USPA, along with several other organizations, has spent the last year opposing that outcome. The benefits that Dillingham offers the skydiving community, as well as the economies of Oahu and the state of Hawaii, are undeniable. One thing is clear: It’s an airfield worth fighting for. Over the next few months, USPA will continue to do so. We encourage every skydiver and pilot, as well as anyone else who loves the sky, to visit savedillinghamairfield.org to learn more about what you can do to help.
Dillingham Field, a general aviation airport which has been home to civilian skydiving activities since the 1960s, is a joint-use airfield owned by the U.S. Army and leased to the Hawaii Department of Transportation. That lease has historically been a long-term one, between 15 and 25 years in length. The stability offered by those lease agreements has made Dillingham an attractive business location, as well as a worthy recipient of Federal Aviation Administration grants. As recently as 2005, the FAA provided funding to Dillingham through its Airport Improvement Program.
In 2009, HDOT and the Army signed the most recent long-term lease. The 25-year agreement should have solidified Dillingham as a hub for civilian aviation through July 2034, but in 2012 it was amended into a five-year lease, retroactive to 2009 and ending in 2014. The U.S. Army made this change, but not in an attempt to target Dillingham; it was a sweeping change made to joint-use airfields nationwide, and Oahu’s North Shore happens to be the home of Hawaii’s only airport not owned outright by HDOT.
Over the next several years, a series of short-term renewals preserved the agreement between the Army and HDOT, and in 2019 they signed a new five-year lease.
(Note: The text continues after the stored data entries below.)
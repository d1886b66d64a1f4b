//! View intents and their dispatch onto the board controller.

use shared::domain::{Lead, LeadId};
use tracing::debug;

use crate::{
    board::{BoardController, BoardError, DropOutcome},
    form::LeadForm,
};

#[derive(Debug, Clone, PartialEq, Eq)]
pub enum BoardCommand {
    Reload,
    DragStart { lead_id: LeadId },
    DropOnStage { stage_id: String },
    SubmitNewLead(LeadForm),
}

impl BoardCommand {
    pub fn name(&self) -> &'static str {
        match self {
            BoardCommand::Reload => "reload",
            BoardCommand::DragStart { .. } => "drag_start",
            BoardCommand::DropOnStage { .. } => "drop_on_stage",
            BoardCommand::SubmitNewLead(_) => "submit_new_lead",
        }
    }
}

#[derive(Debug, Clone, PartialEq)]
pub enum CommandOutcome {
    Loaded { count: usize },
    DragStarted { lead_id: LeadId },
    Dropped(DropOutcome),
    /// The view should close and reset its form.
    Created(Lead),
}

impl BoardController {
    pub async fn dispatch(&self, command: BoardCommand) -> Result<CommandOutcome, BoardError> {
        debug!(command = command.name(), "dispatching board command");
        match command {
            BoardCommand::Reload => {
                let count = self.load().await?;
                Ok(CommandOutcome::Loaded { count })
            }
            BoardCommand::DragStart { lead_id } => {
                self.begin_drag_by_id(&lead_id).await?;
                Ok(CommandOutcome::DragStarted { lead_id })
            }
            BoardCommand::DropOnStage { stage_id } => {
                let outcome = self.drop_on_stage_id(&stage_id).await?;
                Ok(CommandOutcome::Dropped(outcome))
            }
            BoardCommand::SubmitNewLead(form) => {
                let lead = self.create_lead(&form).await?;
                Ok(CommandOutcome::Created(lead))
            }
        }
    }
}
//! Lead persistence: the store contract consumed by the pipeline board and
//! its in-memory and SQLite implementations.

use async_trait::async_trait;
use shared::{
    domain::{Lead, LeadId, NewLead},
    error::{ErrorCode, ValidationError},
};
use thiserror::Error;

mod memory;
mod sqlite;

pub use memory::{InMemoryLeadStore, Latency};
pub use sqlite::Storage;

#[derive(Debug, Error)]
pub enum StoreError {
    #[error("lead {0} not found")]
    NotFound(LeadId),
    #[error("invalid lead: {0}")]
    Validation(#[from] ValidationError),
    #[error("lead store unavailable: {0}")]
    Unavailable(String),
    #[error(transparent)]
    Backend(#[from] anyhow::Error),
}

impl StoreError {
    pub fn code(&self) -> ErrorCode {
        match self {
            StoreError::NotFound(_) => ErrorCode::NotFound,
            StoreError::Validation(_) => ErrorCode::Validation,
            StoreError::Unavailable(_) => ErrorCode::Unavailable,
            StoreError::Backend(_) => ErrorCode::Internal,
        }
    }
}

pub type StoreResult<T> = Result<T, StoreError>;

/// Asynchronous CRUD over lead records. Implementations are the durable
/// source of truth; callers keep their own cache.
#[async_trait]
pub trait LeadStore: Send + Sync {
    async fn get_all(&self) -> StoreResult<Vec<Lead>>;
    async fn get(&self, id: &LeadId) -> StoreResult<Option<Lead>>;
    /// Persists `lead` under a freshly assigned id.
    async fn create(&self, lead: NewLead) -> StoreResult<Lead>;
    /// Replaces the stored record. The stored id and `created_at` are kept.
    async fn update(&self, id: &LeadId, lead: Lead) -> StoreResult<Lead>;
    async fn delete(&self, id: &LeadId) -> StoreResult<Lead>;
}

/// Store-side checks applied on create, independent of any form validation
/// done by callers.
pub fn validate_new_lead(lead: &NewLead) -> Result<(), ValidationError> {
    if lead.name.trim().is_empty() {
        return Err(ValidationError::required("name"));
    }
    if lead.email.trim().is_empty() {
        return Err(ValidationError::required("email"));
    }
    Ok(())
}

#[cfg(test)]
#[path = "tests/lib_tests.rs"]
mod tests;
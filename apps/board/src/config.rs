use std::{
    fs,
    path::{Path, PathBuf},
    str::FromStr,
};

use anyhow::{bail, Context};
use pipeline_core::ReconciliationMode;

#[derive(Debug, Clone, Copy, PartialEq, Eq, Default)]
pub enum StoreBackend {
    #[default]
    Sqlite,
    Memory,
}

impl FromStr for StoreBackend {
    type Err = String;

    fn from_str(s: &str) -> Result<Self, Self::Err> {
        match s.trim().to_ascii_lowercase().as_str() {
            "sqlite" => Ok(StoreBackend::Sqlite),
            "memory" | "in_memory" => Ok(StoreBackend::Memory),
            other => Err(format!("unknown store backend '{other}'")),
        }
    }
}

#[derive(Debug)]
pub struct Settings {
    pub store: StoreBackend,
    pub database_url: String,
    pub seed_path: Option<PathBuf>,
    pub latency_ms: u64,
    pub reconciliation: ReconciliationMode,
    pub log_filter: String,
}

impl Default for Settings {
    fn default() -> Self {
        Self {
            store: StoreBackend::Sqlite,
            database_url: "sqlite://./data/leads.db".into(),
            seed_path: None,
            latency_ms: 0,
            reconciliation: ReconciliationMode::KeepLocal,
            log_filter: "info".into(),
        }
    }
}

/// Defaults, then `path` (flat top-level keys) if it exists, then
/// `PIPELINE__*` environment variables.
pub fn load_settings(path: &Path) -> anyhow::Result<Settings> {
    let mut settings = Settings::default();

    if let Ok(raw) = fs::read_to_string(path) {
        let file_cfg = toml::from_str::<toml::Table>(&raw)
            .with_context(|| format!("failed to parse settings file '{}'", path.display()))?;
        apply_overrides(&mut settings, |key| {
            file_cfg.get(key).map(|value| match value {
                toml::Value::String(s) => s.clone(),
                other => other.to_string(),
            })
        })?;
    }

    apply_overrides(&mut settings, |key| {
        std::env::var(format!("PIPELINE__{}", key.to_ascii_uppercase())).ok()
    })?;

    Ok(settings)
}

fn apply_overrides(
    settings: &mut Settings,
    lookup: impl Fn(&str) -> Option<String>,
) -> anyhow::Result<()> {
    if let Some(v) = lookup("store") {
        settings.store = v.parse().map_err(anyhow::Error::msg)?;
    }
    if let Some(v) = lookup("database_url") {
        settings.database_url = v;
    }
    if let Some(v) = lookup("seed_path") {
        settings.seed_path = (!v.trim().is_empty()).then(|| PathBuf::from(v));
    }
    if let Some(v) = lookup("latency_ms") {
        settings.latency_ms = v
            .trim()
            .parse()
            .with_context(|| format!("invalid latency_ms '{v}'"))?;
    }
    if let Some(v) = lookup("reconciliation") {
        settings.reconciliation = v.parse().map_err(anyhow::Error::msg)?;
    }
    if let Some(v) = lookup("log_filter") {
        if v.trim().is_empty() {
            bail!("log_filter must not be empty");
        }
        settings.log_filter = v;
    }
    Ok(())
}

/// Turns a bare file path or `sqlite:path` into a `sqlite://` url. The store
/// creates missing parent directories when it opens the file.
pub fn normalize_database_url(raw: &str) -> String {
    let raw = raw.trim();
    if raw.is_empty() {
        return Settings::default().database_url;
    }
    if raw.contains("://") || raw.starts_with("sqlite::memory:") {
        return raw.to_string();
    }
    let path = raw.strip_prefix("sqlite:").unwrap_or(raw);
    format!("sqlite://{}", path.replace('\\', "/"))
}
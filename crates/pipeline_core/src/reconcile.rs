//! What to do with an optimistic stage change once the store rejects it.

use std::{fmt, str::FromStr, sync::Arc};

use serde::Deserialize;
use shared::domain::Lead;
use storage::StoreError;

#[derive(Debug, Clone, Copy, PartialEq, Eq)]
pub enum Reconciliation {
    /// Leave the optimistic record in the cache; the board shows the new
    /// stage until the next reload.
    KeepLocal,
    /// Put the pre-drop record back.
    Restore,
}

pub trait ReconciliationPolicy: Send + Sync {
    fn on_failed_transition(
        &self,
        previous: &Lead,
        optimistic: &Lead,
        error: &StoreError,
    ) -> Reconciliation;

    fn name(&self) -> &'static str;
}

pub struct KeepLocal;

impl ReconciliationPolicy for KeepLocal {
    fn on_failed_transition(&self, _: &Lead, _: &Lead, _: &StoreError) -> Reconciliation {
        Reconciliation::KeepLocal
    }

    fn name(&self) -> &'static str {
        "keep_local"
    }
}

pub struct RevertToSnapshot;

impl ReconciliationPolicy for RevertToSnapshot {
    fn on_failed_transition(&self, _: &Lead, _: &Lead, _: &StoreError) -> Reconciliation {
        Reconciliation::Restore
    }

    fn name(&self) -> &'static str {
        "revert"
    }
}

/// Configuration-facing selector for the built-in policies.
#[derive(Debug, Clone, Copy, PartialEq, Eq, Default, Deserialize)]
#[serde(rename_all = "snake_case")]
pub enum ReconciliationMode {
    #[default]
    KeepLocal,
    Revert,
}

impl ReconciliationMode {
    pub fn into_policy(self) -> Arc<dyn ReconciliationPolicy> {
        match self {
            ReconciliationMode::KeepLocal => Arc::new(KeepLocal),
            ReconciliationMode::Revert => Arc::new(RevertToSnapshot),
        }
    }
}

impl fmt::Display for ReconciliationMode {
    fn fmt(&self, f: &mut fmt::Formatter<'_>) -> fmt::Result {
        f.write_str(match self {
            ReconciliationMode::KeepLocal => "keep_local",
            ReconciliationMode::Revert => "revert",
        })
    }
}

impl FromStr for ReconciliationMode {
    type Err = String;

    fn from_str(s: &str) -> Result<Self, Self::Err> {
        match s.trim().to_ascii_lowercase().replace('-', "_").as_str() {
            "keep_local" | "keep" => Ok(ReconciliationMode::KeepLocal),
            "revert" | "revert_to_snapshot" | "rollback" => Ok(ReconciliationMode::Revert),
            other => Err(format!("unknown reconciliation mode '{other}'")),
        }
    }
}
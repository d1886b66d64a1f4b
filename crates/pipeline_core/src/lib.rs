//! Pipeline board core: lead cache, drag-and-drop stage transitions, lead
//! creation, and display-time search.

pub mod board;
pub mod commands;
pub mod display;
pub mod events;
pub mod form;
pub mod reconcile;
pub mod search;

pub use board::{
    group_by_stage, leads_in_stage, BoardController, BoardError, BoardSnapshot, DropOutcome,
    LoadState, StageColumn,
};
pub use commands::{BoardCommand, CommandOutcome};
pub use events::{BoardEvent, Notification, NotificationLevel};
pub use form::LeadForm;
pub use reconcile::{
    KeepLocal, Reconciliation, ReconciliationMode, ReconciliationPolicy, RevertToSnapshot,
};
pub use search::search_filter;
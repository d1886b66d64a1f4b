//! Plain-text rendering of the board for the terminal.

use std::fmt::Write as _;

use pipeline_core::{display::format_last_contact, BoardSnapshot, LoadState, Notification};
use shared::domain::Lead;

pub fn render_board(snapshot: &BoardSnapshot) -> String {
    let mut out = String::new();
    match &snapshot.load_state {
        LoadState::Loading => {
            out.push_str("Loading leads...\n");
            return out;
        }
        LoadState::Failed(message) => {
            let _ = writeln!(out, "Error: {message}");
            return out;
        }
        LoadState::Idle | LoadState::Ready => {}
    }

    let _ = writeln!(out, "Pipeline Overview - {}", snapshot.summary());
    for column in &snapshot.columns {
        let _ = writeln!(
            out,
            "\n== {} ({}) [{}]",
            column.stage.name,
            column.leads.len(),
            column.stage.id
        );
        for lead in &column.leads {
            out.push_str(&render_card(lead));
        }
    }
    if !snapshot.unassigned.is_empty() {
        let _ = writeln!(out, "\n== Unassigned ({})", snapshot.unassigned.len());
        for lead in &snapshot.unassigned {
            out.push_str(&render_card(lead));
        }
    }
    out
}

pub fn render_card(lead: &Lead) -> String {
    let mut card = format!(
        "  [{}] {} <{}>",
        lead.source_kind().icon(),
        lead.name,
        lead.email
    );
    if let Some(phone) = lead.phone.as_deref().filter(|phone| !phone.is_empty()) {
        let _ = write!(card, " {phone}");
    }
    let _ = write!(
        card,
        " | Last contact: {}",
        format_last_contact(lead.last_contact)
    );
    if let Some(source) = lead.source.as_deref().filter(|source| !source.is_empty()) {
        let _ = write!(card, " | {source}");
    }
    let _ = writeln!(card, " | id {}", lead.id);
    card
}

pub fn render_notification(notification: &Notification) -> String {
    let tag = if notification.is_error() { "error" } else { "ok" };
    format!("[{tag}] {}", notification.message)
}
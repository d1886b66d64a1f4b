//! Display-time narrowing of the lead collection.

use shared::domain::Lead;

/// Leads whose name, email, or stage id contains `query`, ignoring case.
/// An empty query keeps every lead. Order is preserved.
pub fn search_filter<'a>(leads: &'a [Lead], query: &str) -> Vec<&'a Lead> {
    if query.is_empty() {
        return leads.iter().collect();
    }
    let needle = query.to_lowercase();
    leads.iter().filter(|lead| matches(lead, &needle)).collect()
}

/// `needle` must already be lowercase.
fn matches(lead: &Lead, needle: &str) -> bool {
    [&lead.name, &lead.email, &lead.stage]
        .into_iter()
        .any(|field| field.to_lowercase().contains(needle))
}
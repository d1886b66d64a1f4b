use std::{fs, path::Path, time::Duration};

use anyhow::Context;
use async_trait::async_trait;
use shared::domain::{Lead, LeadId, NewLead};
use tokio::sync::RwLock;
use tracing::debug;
use uuid::Uuid;

use crate::{validate_new_lead, LeadStore, StoreError, StoreResult};

/// Artificial per-operation latency for the in-memory store.
#[derive(Debug, Clone, Copy, PartialEq, Eq, Default)]
pub struct Latency {
    pub get_all: Duration,
    pub get: Duration,
    pub create: Duration,
    pub update: Duration,
    pub delete: Duration,
}

impl Latency {
    pub fn none() -> Self {
        Self::default()
    }

    pub fn uniform(delay: Duration) -> Self {
        Self {
            get_all: delay,
            get: delay,
            create: delay,
            update: delay,
            delete: delay,
        }
    }

    /// Delays of a slow remote API, for demos.
    pub fn demo() -> Self {
        Self {
            get_all: Duration::from_millis(300),
            get: Duration::from_millis(200),
            create: Duration::from_millis(400),
            update: Duration::from_millis(300),
            delete: Duration::from_millis(250),
        }
    }
}

/// Process-local lead store. Constructed with seed data, serves calls, and
/// hands its remaining records back on `teardown`.
pub struct InMemoryLeadStore {
    leads: RwLock<Vec<Lead>>,
    latency: Latency,
}

impl Default for InMemoryLeadStore {
    fn default() -> Self {
        Self::new()
    }
}

impl InMemoryLeadStore {
    pub fn new() -> Self {
        Self::with_seed(Vec::new())
    }

    pub fn with_seed(leads: Vec<Lead>) -> Self {
        Self {
            leads: RwLock::new(leads),
            latency: Latency::none(),
        }
    }

    pub fn with_latency(mut self, latency: Latency) -> Self {
        self.latency = latency;
        self
    }

    /// Reads a JSON array of leads, e.g. a mock-data fixture.
    pub fn load_seed_file(path: &Path) -> anyhow::Result<Vec<Lead>> {
        let raw = fs::read_to_string(path)
            .with_context(|| format!("failed to read seed file '{}'", path.display()))?;
        serde_json::from_str(&raw)
            .with_context(|| format!("failed to parse seed file '{}'", path.display()))
    }

    pub async fn len(&self) -> usize {
        self.leads.read().await.len()
    }

    pub async fn is_empty(&self) -> bool {
        self.leads.read().await.is_empty()
    }

    /// Drains the store. Later calls see an empty collection.
    pub async fn teardown(&self) -> Vec<Lead> {
        std::mem::take(&mut *self.leads.write().await)
    }

    async fn wait(delay: Duration) {
        if !delay.is_zero() {
            tokio::time::sleep(delay).await;
        }
    }
}

#[async_trait]
impl LeadStore for InMemoryLeadStore {
    async fn get_all(&self) -> StoreResult<Vec<Lead>> {
        Self::wait(self.latency.get_all).await;
        Ok(self.leads.read().await.clone())
    }

    async fn get(&self, id: &LeadId) -> StoreResult<Option<Lead>> {
        Self::wait(self.latency.get).await;
        Ok(self
            .leads
            .read()
            .await
            .iter()
            .find(|lead| &lead.id == id)
            .cloned())
    }

    async fn create(&self, lead: NewLead) -> StoreResult<Lead> {
        Self::wait(self.latency.create).await;
        validate_new_lead(&lead)?;
        let created = lead.into_lead(LeadId::new(Uuid::new_v4().to_string()));
        self.leads.write().await.push(created.clone());
        debug!(lead_id = %created.id, "created lead in memory store");
        Ok(created)
    }

    async fn update(&self, id: &LeadId, lead: Lead) -> StoreResult<Lead> {
        Self::wait(self.latency.update).await;
        let mut leads = self.leads.write().await;
        let slot = leads
            .iter_mut()
            .find(|existing| &existing.id == id)
            .ok_or_else(|| StoreError::NotFound(id.clone()))?;
        *slot = Lead {
            id: slot.id.clone(),
            created_at: slot.created_at,
            ..lead
        };
        Ok(slot.clone())
    }

    async fn delete(&self, id: &LeadId) -> StoreResult<Lead> {
        Self::wait(self.latency.delete).await;
        let mut leads = self.leads.write().await;
        let index = leads
            .iter()
            .position(|existing| &existing.id == id)
            .ok_or_else(|| StoreError::NotFound(id.clone()))?;
        Ok(leads.remove(index))
    }
}

#[cfg(test)]
#[path = "tests/memory_tests.rs"]
mod tests;
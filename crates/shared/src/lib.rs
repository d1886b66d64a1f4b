pub mod domain;
pub mod error;
pub mod stage;
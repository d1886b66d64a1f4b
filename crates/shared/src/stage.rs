//! Static pipeline stage registry.

use std::{fmt, str::FromStr};

use serde::{Deserialize, Serialize};

use crate::error::UnknownStage;

#[derive(Debug, Clone, Copy, PartialEq, Eq, Hash, Serialize, Deserialize)]
#[serde(rename_all = "snake_case")]
pub enum StageId {
    Inquiry,
    Qualified,
    Viewing,
    Negotiating,
    Closed,
}

impl StageId {
    /// Registry order, left to right on the board.
    pub const ALL: [StageId; 5] = [
        StageId::Inquiry,
        StageId::Qualified,
        StageId::Viewing,
        StageId::Negotiating,
        StageId::Closed,
    ];

    pub fn as_str(self) -> &'static str {
        match self {
            StageId::Inquiry => "inquiry",
            StageId::Qualified => "qualified",
            StageId::Viewing => "viewing",
            StageId::Negotiating => "negotiating",
            StageId::Closed => "closed",
        }
    }

    /// Exact match against the registry ids. Stage ids are stored lowercase,
    /// so `"Closed"` is not a registry id.
    pub fn parse(raw: &str) -> Option<Self> {
        Self::ALL.into_iter().find(|id| id.as_str() == raw)
    }

    pub fn stage(self) -> &'static Stage {
        &STAGES[self.position()]
    }

    pub fn position(self) -> usize {
        match self {
            StageId::Inquiry => 0,
            StageId::Qualified => 1,
            StageId::Viewing => 2,
            StageId::Negotiating => 3,
            StageId::Closed => 4,
        }
    }
}

impl fmt::Display for StageId {
    fn fmt(&self, f: &mut fmt::Formatter<'_>) -> fmt::Result {
        f.write_str(self.as_str())
    }
}

impl FromStr for StageId {
    type Err = UnknownStage;

    fn from_str(s: &str) -> Result<Self, Self::Err> {
        Self::parse(s).ok_or_else(|| UnknownStage(s.to_string()))
    }
}

/// Presentation hint for a stage column.
#[derive(Debug, Clone, Copy, PartialEq, Eq)]
pub enum StageColor {
    Blue,
    Yellow,
    Purple,
    Orange,
    Green,
}

#[derive(Debug, Clone, Copy, PartialEq, Eq)]
pub struct Stage {
    pub id: StageId,
    pub name: &'static str,
    pub color: StageColor,
}

pub const STAGES: [Stage; 5] = [
    Stage {
        id: StageId::Inquiry,
        name: "New Inquiry",
        color: StageColor::Blue,
    },
    Stage {
        id: StageId::Qualified,
        name: "Qualified",
        color: StageColor::Yellow,
    },
    Stage {
        id: StageId::Viewing,
        name: "Property Viewing",
        color: StageColor::Purple,
    },
    Stage {
        id: StageId::Negotiating,
        name: "Negotiating",
        color: StageColor::Orange,
    },
    Stage {
        id: StageId::Closed,
        name: "Closed",
        color: StageColor::Green,
    },
];

pub fn stages() -> &'static [Stage] {
    &STAGES
}

/// Looks up a raw stage id, e.g. a drop target forwarded by a view.
pub fn stage(raw: &str) -> Option<&'static Stage> {
    StageId::parse(raw).map(StageId::stage)
}
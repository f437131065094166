//! Unused CSS-module class detection via usage propagation
//!
//! Declared classes are matched against member/subscript/destructuring
//! accesses in every importer, then usage is propagated through
//! `composes:` references (same-file and cross-file) with an explicit
//! worklist until the frontier is empty. Classes reached by a dynamic
//! `styles[expr]` access cannot be proven unused, so findings for that
//! module degrade to info.

use crate::cssparse::{parse_module, ModuleFacts};
use crate::finding::{Finding, Severity, ToolRunResult};
use crate::targets::FileKind;
use crate::tool::{Tool, ToolContext, ToolScope};
use crate::tsparse::TsParser;
use anyhow::Result;
use serde_json::json;
use std::collections::{BTreeSet, HashMap, HashSet, VecDeque};

pub struct UnusedClassesTool;

const ID: &str = "unused-classes";

impl Tool for UnusedClassesTool {
    fn id(&self) -> &'static str {
        ID
    }

    fn title(&self) -> &'static str {
        "Unused CSS-module classes"
    }

    fn scope(&self) -> ToolScope {
        ToolScope::Entities {
            impacted_by: &[FileKind::Source, FileKind::CssModule],
        }
    }

    fn run(&self, ctx: &ToolContext) -> Result<ToolRunResult> {
        let scope: BTreeSet<&String> = ctx.scoped.entities.iter().collect();
        if scope.is_empty() {
            return Ok(ToolRunResult::default());
        }

        // Parse facts for every module in the corpus: compose edges can
        // reach outside the scoped set in both directions.
        let mut facts: HashMap<String, ModuleFacts> = HashMap::new();
        for module in &ctx.targets.css_module_files {
            if let Ok(content) = std::fs::read_to_string(ctx.root.join(module)) {
                facts.insert(module.clone(), parse_module(&content));
            }
        }

        // Compose edges: using (module, class) implies using its targets.
        let mut compose_edges: HashMap<(String, String), Vec<(String, String)>> = HashMap::new();
        for (module, module_facts) in &facts {
            for class in &module_facts.classes {
                for reference in &class.composes {
                    let target_module = match &reference.from {
                        None => Some(module.clone()),
                        Some(spec) if spec == "global" => None,
                        Some(spec) => resolve_from(module, spec),
                    };
                    if let Some(target) = target_module {
                        if facts.contains_key(&target) {
                            compose_edges
                                .entry((module.clone(), class.name.clone()))
                                .or_default()
                                .push((target, reference.class_name.clone()));
                        }
                    }
                }
            }
        }

        // Modules whose direct usage matters: the scoped set plus any
        // module with a compose path into it (reverse reachability).
        let mut relevant: BTreeSet<String> = scope.iter().map(|m| (*m).to_string()).collect();
        let mut frontier: VecDeque<String> = relevant.iter().cloned().collect();
        while let Some(module) = frontier.pop_front() {
            for ((src_module, _), targets) in &compose_edges {
                if targets.iter().any(|(t, _)| *t == module) && relevant.insert(src_module.clone())
                {
                    frontier.push_back(src_module.clone());
                }
            }
        }

        // Direct usage seeds from importers' syntax trees.
        let parser = TsParser::new();
        let mut used: HashSet<(String, String)> = HashSet::new();
        let mut dynamic_modules: BTreeSet<String> = BTreeSet::new();
        let mut importer_facts_cache: HashMap<String, Option<crate::tsparse::SourceFacts>> =
            HashMap::new();

        for module in &relevant {
            let importers: Vec<String> = match ctx.index {
                Some(index) => index.importers(module).cloned().collect(),
                None => Vec::new(),
            };
            for importer in importers {
                let source_facts = importer_facts_cache
                    .entry(importer.clone())
                    .or_insert_with(|| parser.parse_file(&ctx.root.join(&importer)).ok());
                let Some(source_facts) = source_facts else {
                    continue;
                };

                // Local bindings bound to this module in this importer
                let bindings: HashSet<&str> = source_facts
                    .imports
                    .iter()
                    .filter(|imp| {
                        resolve_from_source(&importer, &imp.specifier, ctx)
                            .is_some_and(|resolved| resolved == *module)
                    })
                    .flat_map(|imp| imp.bindings.iter().map(|b| b.as_str()))
                    .collect();
                if bindings.is_empty() {
                    continue;
                }

                for access in &source_facts.property_accesses {
                    if bindings.contains(access.object.as_str()) {
                        used.insert((module.clone(), access.property.clone()));
                    }
                }
                for destructure in &source_facts.destructures {
                    if bindings.contains(destructure.object.as_str()) {
                        for property in &destructure.properties {
                            used.insert((module.clone(), property.clone()));
                        }
                    }
                }
                if source_facts
                    .dynamic_accesses
                    .iter()
                    .any(|d| bindings.contains(d.object.as_str()))
                {
                    dynamic_modules.insert(module.clone());
                }
            }
        }

        // Fixed-point propagation: a used class pulls in everything it
        // composes. Terminates when the worklist drains.
        let mut worklist: VecDeque<(String, String)> = used.iter().cloned().collect();
        while let Some(node) = worklist.pop_front() {
            if let Some(targets) = compose_edges.get(&node) {
                for target in targets {
                    if used.insert(target.clone()) {
                        worklist.push_back(target.clone());
                    }
                }
            }
        }

        let mut findings = Vec::new();
        let mut declared_in_scope = 0usize;
        for module in &scope {
            let Some(module_facts) = facts.get(*module) else {
                continue;
            };
            if module_facts.keep_all {
                continue;
            }
            let dynamic = dynamic_modules.contains(*module);
            declared_in_scope += module_facts.classes.len();
            for class in &module_facts.classes {
                if class.keep || used.contains(&((*module).clone(), class.name.clone())) {
                    continue;
                }
                let severity = if dynamic { Severity::Info } else { Severity::Warn };
                let message = if dynamic {
                    format!(
                        "Class `{}` is never referenced by name (dynamic access present, cannot prove unused)",
                        class.name
                    )
                } else {
                    format!("Class `{}` is declared but never used", class.name)
                };
                findings.push(
                    Finding::new(ID, "unused-class", severity, message)
                        .with_file((*module).clone())
                        .with_line(class.line as u32)
                        .with_hint(
                            "Remove the class, or mark it /* styleguard-keep */ if referenced indirectly",
                        )
                        .with_data(json!({ "class": class.name, "dynamicAccess": dynamic }))
                        .with_fingerprint(&class.name),
                );
            }
        }

        let stats = json!({
            "modulesAnalyzed": scope.len(),
            "classesDeclared": declared_in_scope,
            "classesUsed": used.len(),
        });

        Ok(ToolRunResult {
            findings,
            stats: Some(stats),
            artifacts: Vec::new(),
        })
    }
}

/// Resolve a `composes ... from` specifier relative to the composing module.
fn resolve_from(module: &str, spec: &str) -> Option<String> {
    if !(spec.starts_with("./") || spec.starts_with("../")) {
        return None;
    }
    let dir = match module.rfind('/') {
        Some(pos) => &module[..pos],
        None => "",
    };
    let joined = if dir.is_empty() {
        spec.to_string()
    } else {
        format!("{}/{}", dir, spec)
    };
    Some(crate::paths::lexical_normalize(&joined))
}

/// Resolve a TS import specifier relative to the importing source file,
/// honoring configured aliases.
fn resolve_from_source(source: &str, spec: &str, ctx: &ToolContext) -> Option<String> {
    if spec.starts_with("./") || spec.starts_with("../") {
        return resolve_from(source, spec);
    }
    for (prefix, replacement) in &ctx.config.index.aliases {
        if let Some(rest) = spec.strip_prefix(prefix) {
            return Some(crate::paths::lexical_normalize(&format!(
                "{}{}",
                replacement, rest
            )));
        }
    }
    None
}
The businesses at Dillingham continued to thrive: The yearly $1 million state government investment in the airfield is estimated to return $12 million to the Hawaii economy—almost double the statewide rate of return on investments in infrastructure. In a state whose largest single source of capital—more than 20 percent of the economy—is tourism, the 132 civilian aviation staff at Dillingham are a proven asset to Oahu and the state of Hawaii. In addition, the airfield’s 9,000-foot runway and location away from congested Honolulu airspace have made it an optimal location for aviation programs statewide—particularly pilot training.
Though the Army pushed the new five-year standard, it had repeatedly stated its intent to make a special exemption for Dillingham that would open up the possibility of another long-term lease. In fact, within the 2015 lease, both parties maintained there was “a stated intent to enter into a new 50-year lease.” While that didn’t materialize then, the 2019 agreement continued to include such language, saying, “It is the intent of both parties in the future to negotiate and enter into a new longer-term lease.” It was therefore a surprise to many in Hawaii and the worldwide aviation community when, in February 2020, HDOT announced its intention to terminate the Dillingham lease, which it had renewed less than a year beforehand. Without due consideration of this explicitly stated goal, HDOT informed businesses on Dillingham that they were expected to cease all operations by June 30, 2020—giving them less than six months to close down, remove their property and vacate.
The response from USPA was immediate. In a February 2020 letter to Hawaii Governor David Ige, then-USPA Executive Director Ed Scott pushed for a postponement of the termination date, as well as an economic-impact study, in order to assess the costs and benefits of continuing to operate the airport. “Rather than giving up on the challenge of making the airport viable,” said Scott in the letter, “the State of Hawaii should explore multiple options to keep the airport open to civil operations and businesses.”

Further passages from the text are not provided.